▸ **RECORDS SUPPLIED**
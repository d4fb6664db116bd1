//! Text-to-speech synthesis.
//!
//! The [`TextToSpeech`] trait is the seam between the pipeline and any
//! synthesis engine; [`KokoroTts`] is the shipped implementation
//! (Kokoro-82M ONNX with misaki G2P phonemization).

use crate::error::Result;

mod kokoro;

pub use kokoro::KokoroTts;

/// A synchronous text-to-audio engine with no scheduler awareness.
///
/// Implementations are CPU/accelerator-bound and must be driven from a
/// dedicated worker thread (see [`crate::worker::InferenceWorker`]).
pub trait TextToSpeech: Send {
    /// Synthesize text to mono f32 samples at [`Self::sample_rate`].
    ///
    /// # Errors
    ///
    /// Returns an error if synthesis fails.
    fn synthesize(&mut self, text: &str) -> Result<Vec<f32>>;

    /// Output sample rate in Hz.
    fn sample_rate(&self) -> u32;
}
//! Per-frame speech classification.
//!
//! The segmenter and the interruption monitor only ever see a probability in
//! [0, 1]; whatever smoothing the underlying engine does is its own business.
//! The production implementation wraps WebRTC VAD.

use crate::audio::AudioFrame;
use crate::error::{VoiceError, VoiceResult};
use std::sync::{Arc, Mutex};
use tracing::info;
use webrtc_vad::{SampleRate, Vad, VadMode};

/// External probability engine: frame in, speech probability out.
///
/// Implementations may keep internal smoothing state; `reset` is invoked once
/// at the start of each fresh listening episode.
pub trait SpeechClassifier {
    /// Speech probability for one frame, in [0, 1].
    fn speech_probability(&mut self, frame: &AudioFrame) -> VoiceResult<f32>;

    /// Drop any internal smoothing state.
    fn reset(&mut self);
}

/// Classifier shared between the segmentation path and the interruption
/// poller. The two phases alternate, so the lock is never contended.
pub type SharedClassifier = Arc<Mutex<Box<dyn SpeechClassifier>>>;

pub fn shared_classifier(classifier: impl SpeechClassifier + 'static) -> SharedClassifier {
    Arc::new(Mutex::new(Box::new(classifier)))
}

fn vad_mode(mode: u8) -> VadMode {
    match mode {
        0 => VadMode::Quality,
        1 => VadMode::LowBitrate,
        2 => VadMode::Aggressive,
        _ => VadMode::VeryAggressive,
    }
}

fn vad_rate(sample_rate: u32) -> VoiceResult<SampleRate> {
    match sample_rate {
        8000 => Ok(SampleRate::Rate8kHz),
        16000 => Ok(SampleRate::Rate16kHz),
        32000 => Ok(SampleRate::Rate32kHz),
        48000 => Ok(SampleRate::Rate48kHz),
        other => Err(VoiceError::Config(format!(
            "WebRTC VAD supports 8000/16000/32000/48000 Hz, got {other}"
        ))),
    }
}

/// WebRTC VAD behind the [`SpeechClassifier`] contract. The verdict is
/// boolean, mapped to probability 0.0 / 1.0.
pub struct WebRtcClassifier {
    vad: Vad,
    mode: u8,
    sample_rate: u32,
    frame_samples: usize,
}

impl WebRtcClassifier {
    /// `mode` 0-3, most aggressive last. Frame size must be 10, 20, or 30ms
    /// worth of samples at the given rate.
    pub fn new(sample_rate: u32, frame_samples: usize, mode: u8) -> VoiceResult<Self> {
        let rate = vad_rate(sample_rate)?;
        if mode > 3 {
            return Err(VoiceError::Config(format!("VAD mode must be 0-3, got {mode}")));
        }
        let frame_ms = frame_samples as u64 * 1000 / sample_rate as u64;
        if !matches!(frame_ms, 10 | 20 | 30)
            || frame_samples as u64 * 1000 % sample_rate as u64 != 0
        {
            return Err(VoiceError::Config(format!(
                "WebRTC VAD frames must be exactly 10/20/30ms; {frame_samples} samples at {sample_rate}Hz is not"
            )));
        }

        let mut vad = Vad::new();
        vad.set_mode(vad_mode(mode));
        vad.set_sample_rate(rate);
        info!(sample_rate, frame_samples, mode, "WebRTC VAD ready");

        Ok(Self {
            vad,
            mode,
            sample_rate,
            frame_samples,
        })
    }

    pub fn frame_samples(&self) -> usize {
        self.frame_samples
    }
}

impl SpeechClassifier for WebRtcClassifier {
    fn speech_probability(&mut self, frame: &AudioFrame) -> VoiceResult<f32> {
        if frame.samples.len() != self.frame_samples {
            return Err(VoiceError::Classification(format!(
                "expected {} samples, got {}",
                self.frame_samples,
                frame.samples.len()
            )));
        }
        if frame.sample_rate != self.sample_rate {
            return Err(VoiceError::Classification(format!(
                "expected {}Hz, got {}Hz",
                self.sample_rate, frame.sample_rate
            )));
        }

        let pcm: Vec<i16> = frame
            .samples
            .iter()
            .map(|&s| (s.clamp(-1.0, 1.0) * 32767.0) as i16)
            .collect();
        let is_speech = self
            .vad
            .is_voice_segment(&pcm)
            .map_err(|e| VoiceError::Classification(format!("VAD rejected frame: {e:?}")))?;
        Ok(if is_speech { 1.0 } else { 0.0 })
    }

    fn reset(&mut self) {
        // WebRTC VAD has no explicit reset; recreate the detector.
        let mut vad = Vad::new();
        vad.set_mode(vad_mode(self.mode));
        if let Ok(rate) = vad_rate(self.sample_rate) {
            vad.set_sample_rate(rate);
        }
        self.vad = vad;
    }
}
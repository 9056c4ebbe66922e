//! Reply playback with the interruption kill-switch.
//!
//! Each `speak` call synthesizes into a fresh scoped temp artifact, plays it,
//! and polls for an explicit stop or a barge-in on a fixed interval. The
//! artifact is removed on every exit path by ownership.

use crate::error::{VoiceError, VoiceResult};
use crate::monitor::InterruptionMonitor;
use crate::tts::SynthesisEngine;
use rodio::{Decoder, OutputStream, OutputStreamHandle, Sink};
use std::fs::File;
use std::io::{BufReader, Write};
use std::path::Path;
use std::sync::atomic::{AtomicBool, Ordering};
use std::sync::Arc;
use std::time::Duration;
use tempfile::NamedTempFile;
use tokio::time::sleep;
use tracing::{debug, info, warn};

/// Outcome of one synthesis-and-playback attempt.
#[derive(Debug, Clone, Copy, PartialEq, Eq)]
pub enum PlaybackStatus {
    Completed,
    Interrupted,
    Error,
}

/// Output-device seam so the controller logic is testable without hardware.
pub trait AudioPlayer {
    /// Begin playing the artifact at `path`; returns once queued.
    fn play(&mut self, path: &Path) -> VoiceResult<()>;

    /// Whether audio is still playing or pending.
    fn is_playing(&self) -> bool;

    /// Cut playback immediately.
    fn stop(&mut self);
}

/// Default output device via rodio.
pub struct RodioPlayer {
    _stream: OutputStream,
    _handle: OutputStreamHandle,
    sink: Sink,
}

impl RodioPlayer {
    pub fn new() -> VoiceResult<Self> {
        let (stream, handle) =
            OutputStream::try_default().map_err(|e| VoiceError::Playback(e.to_string()))?;
        let sink = Sink::try_new(&handle).map_err(|e| VoiceError::Playback(e.to_string()))?;
        info!("🔊 output device ready");
        Ok(Self {
            _stream: stream,
            _handle: handle,
            sink,
        })
    }
}

impl AudioPlayer for RodioPlayer {
    fn play(&mut self, path: &Path) -> VoiceResult<()> {
        let file = BufReader::new(File::open(path)?);
        let source =
            Decoder::new(file).map_err(|e| VoiceError::Playback(format!("decode failed: {e}")))?;
        self.sink.append(source);
        self.sink.play();
        Ok(())
    }

    fn is_playing(&self) -> bool {
        !self.sink.empty()
    }

    fn stop(&mut self) {
        self.sink.stop();
    }
}

/// Clonable stop switch, usable from the shutdown handler while a reply plays.
#[derive(Clone)]
pub struct PlaybackHandle {
    stop_requested: Arc<AtomicBool>,
}

impl PlaybackHandle {
    /// Request that any active playback stops. Safe with no active session;
    /// the request is observed within one poll interval.
    pub fn stop(&self) {
        self.stop_requested.store(true, Ordering::Relaxed);
    }
}

/// Synthesizes and plays one reply at a time, preemptible by [`PlaybackHandle::stop`]
/// or by the interruption monitor.
pub struct PlaybackController {
    player: Box<dyn AudioPlayer>,
    stop_requested: Arc<AtomicBool>,
    poll: Duration,
}

impl PlaybackController {
    pub fn new(player: Box<dyn AudioPlayer>, poll: Duration) -> Self {
        Self {
            player,
            stop_requested: Arc::new(AtomicBool::new(false)),
            poll,
        }
    }

    pub fn handle(&self) -> PlaybackHandle {
        PlaybackHandle {
            stop_requested: Arc::clone(&self.stop_requested),
        }
    }

    /// See [`PlaybackHandle::stop`].
    pub fn stop(&self) {
        self.stop_requested.store(true, Ordering::Relaxed);
    }

    fn write_artifact(bytes: &[u8]) -> VoiceResult<NamedTempFile> {
        let mut artifact = tempfile::Builder::new()
            .prefix("voxloop-reply-")
            .suffix(".wav")
            .tempfile()?;
        artifact.write_all(bytes)?;
        artifact.flush()?;
        Ok(artifact)
    }

    /// Synthesize `text` and play it to completion, interruption, or error.
    ///
    /// Blank text and empty synthesis output complete immediately without
    /// creating an artifact. The artifact of a real playback is a scoped temp
    /// file, removed exactly once whichever way this returns.
    pub async fn speak(
        &mut self,
        text: &str,
        synthesizer: &dyn SynthesisEngine,
        monitor: &InterruptionMonitor,
    ) -> PlaybackStatus {
        if text.trim().is_empty() {
            debug!("blank reply, nothing to speak");
            return PlaybackStatus::Completed;
        }
        self.stop_requested.store(false, Ordering::Relaxed);

        let bytes = match synthesizer.synthesize(text).await {
            Ok(b) => b,
            Err(e) => {
                warn!(error = %e, "synthesis failed");
                return PlaybackStatus::Error;
            }
        };
        if bytes.is_empty() {
            debug!("synthesizer produced no audio");
            return PlaybackStatus::Completed;
        }

        let artifact = match Self::write_artifact(&bytes) {
            Ok(a) => a,
            Err(e) => {
                warn!(error = %e, "could not stage reply audio");
                return PlaybackStatus::Error;
            }
        };
        info!(bytes = bytes.len(), "speaking reply");
        if let Err(e) = self.player.play(artifact.path()) {
            warn!(error = %e, "playback failed to start");
            return PlaybackStatus::Error;
        }

        loop {
            if self.stop_requested.load(Ordering::Relaxed) || monitor.poll() {
                self.player.stop();
                info!("⏹️ playback interrupted");
                return PlaybackStatus::Interrupted;
            }
            if !self.player.is_playing() {
                break;
            }
            sleep(self.poll).await;
        }

        debug!("playback finished");
        PlaybackStatus::Completed
    }
}

#[cfg(test)]
mod tests {
    use super::*;
    use crate::audio::FrameQueue;
    use crate::segment::SpeakingFlag;
    use crate::vad::{shared_classifier, SpeechClassifier};
    use async_trait::async_trait;
    use std::path::PathBuf;
    use std::sync::atomic::AtomicI64;
    use std::sync::Mutex;

    struct NullClassifier;

    impl SpeechClassifier for NullClassifier {
        fn speech_probability(
            &mut self,
            _frame: &crate::audio::AudioFrame,
        ) -> VoiceResult<f32> {
            Ok(0.0)
        }

        fn reset(&mut self) {}
    }

    fn quiet_monitor() -> InterruptionMonitor {
        InterruptionMonitor::new(
            Arc::new(FrameQueue::new()),
            shared_classifier(NullClassifier),
            Arc::new(SpeakingFlag::default()),
            0.5,
        )
    }

    #[derive(Default)]
    struct FakeState {
        busy_polls: AtomicI64,
        stopped: AtomicBool,
        played: Mutex<Option<PathBuf>>,
    }

    struct FakePlayer {
        state: Arc<FakeState>,
    }

    impl FakePlayer {
        fn with_busy_polls(polls: i64) -> (Self, Arc<FakeState>) {
            let state = Arc::new(FakeState {
                busy_polls: AtomicI64::new(polls),
                ..Default::default()
            });
            (
                Self {
                    state: Arc::clone(&state),
                },
                state,
            )
        }
    }

    impl AudioPlayer for FakePlayer {
        fn play(&mut self, path: &Path) -> VoiceResult<()> {
            *self.state.played.lock().unwrap() = Some(path.to_path_buf());
            Ok(())
        }

        fn is_playing(&self) -> bool {
            if self.state.stopped.load(Ordering::Relaxed) {
                return false;
            }
            self.state.busy_polls.fetch_sub(1, Ordering::Relaxed) > 0
        }

        fn stop(&mut self) {
            self.state.stopped.store(true, Ordering::Relaxed);
        }
    }

    struct FakeTts {
        bytes: Vec<u8>,
        calls: AtomicI64,
    }

    impl FakeTts {
        fn new(bytes: Vec<u8>) -> Self {
            Self {
                bytes,
                calls: AtomicI64::new(0),
            }
        }
    }

    #[async_trait]
    impl SynthesisEngine for FakeTts {
        async fn synthesize(&self, _text: &str) -> VoiceResult<Vec<u8>> {
            self.calls.fetch_add(1, Ordering::Relaxed);
            Ok(self.bytes.clone())
        }
    }

    struct FailingTts;

    #[async_trait]
    impl SynthesisEngine for FailingTts {
        async fn synthesize(&self, _text: &str) -> VoiceResult<Vec<u8>> {
            Err(VoiceError::Synthesis("engine offline".into()))
        }
    }

    #[tokio::test]
    async fn blank_text_completes_without_synthesis() {
        let (player, _) = FakePlayer::with_busy_polls(0);
        let mut controller =
            PlaybackController::new(Box::new(player), Duration::from_millis(1));
        let tts = FakeTts::new(vec![1, 2, 3]);

        let status = controller.speak("   ", &tts, &quiet_monitor()).await;
        assert_eq!(status, PlaybackStatus::Completed);
        assert_eq!(tts.calls.load(Ordering::Relaxed), 0);
    }

    #[tokio::test]
    async fn natural_completion_removes_artifact() {
        let (player, state) = FakePlayer::with_busy_polls(2);
        let mut controller =
            PlaybackController::new(Box::new(player), Duration::from_millis(1));
        let tts = FakeTts::new(vec![0u8; 64]);

        let status = controller.speak("hi there", &tts, &quiet_monitor()).await;
        assert_eq!(status, PlaybackStatus::Completed);

        let played = state.played.lock().unwrap().clone().expect("artifact played");
        assert!(!played.exists(), "artifact should be removed after playback");
    }

    #[tokio::test]
    async fn stop_mid_playback_interrupts_and_removes_artifact() {
        let (player, state) = FakePlayer::with_busy_polls(i64::MAX);
        let mut controller =
            PlaybackController::new(Box::new(player), Duration::from_millis(1));
        let handle = controller.handle();
        let tts = FakeTts::new(vec![0u8; 64]);

        let stopper = tokio::spawn(async move {
            sleep(Duration::from_millis(20)).await;
            handle.stop();
        });
        let status = controller.speak("hi there", &tts, &quiet_monitor()).await;
        stopper.await.unwrap();

        assert_eq!(status, PlaybackStatus::Interrupted);
        assert!(state.stopped.load(Ordering::Relaxed), "player was stopped");
        let played = state.played.lock().unwrap().clone().expect("artifact played");
        assert!(!played.exists(), "artifact should be removed after interruption");
    }

    #[tokio::test]
    async fn synthesis_failure_reports_error() {
        let (player, state) = FakePlayer::with_busy_polls(0);
        let mut controller =
            PlaybackController::new(Box::new(player), Duration::from_millis(1));

        let status = controller.speak("hi there", &FailingTts, &quiet_monitor()).await;
        assert_eq!(status, PlaybackStatus::Error);
        assert!(state.played.lock().unwrap().is_none());
    }

    #[tokio::test]
    async fn stop_with_no_active_session_is_harmless() {
        let (player, _) = FakePlayer::with_busy_polls(1);
        let mut controller =
            PlaybackController::new(Box::new(player), Duration::from_millis(1));
        controller.stop();

        // The stale request is cleared when the next reply starts.
        let tts = FakeTts::new(vec![0u8; 8]);
        let status = controller.speak("hi there", &tts, &quiet_monitor()).await;
        assert_eq!(status, PlaybackStatus::Completed);
    }

    /// Requires an output device; run manually.
    #[test]
    #[ignore]
    fn rodio_player_opens_default_device() {
        let player = RodioPlayer::new();
        assert!(player.is_ok());
    }
}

▸ **EXERCISE REQUIREMENTS**
Starting at the line above that holds "let (player, state) = FakePlayer::with_busy_polls(2);" and ending at the line that holds "sleep(Duration::from_millis(20)).await;", transcribe each line exactly and include no other lines.

▸ **ANSWER SECTION**
        let (player, state) = FakePlayer::with_busy_polls(2);
        let mut controller =
            PlaybackController::new(Box::new(player), Duration::from_millis(1));
        let tts = FakeTts::new(vec![0u8; 64]);

        let status = controller.speak("hi there", &tts, &quiet_monitor()).await;
        assert_eq!(status, PlaybackStatus::Completed);

        let played = state.played.lock().unwrap().clone().expect("artifact played");
        assert!(!played.exists(), "artifact should be removed after playback");
    }

    #[tokio::test]
    async fn stop_mid_playback_interrupts_and_removes_artifact() {
        let (player, state) = FakePlayer::with_busy_polls(i64::MAX);
        let mut controller =
            PlaybackController::new(Box::new(player), Duration::from_millis(1));
        let handle = controller.handle();
        let tts = FakeTts::new(vec![0u8; 64]);

        let stopper = tokio::spawn(async move {
            sleep(Duration::from_millis(20)).await;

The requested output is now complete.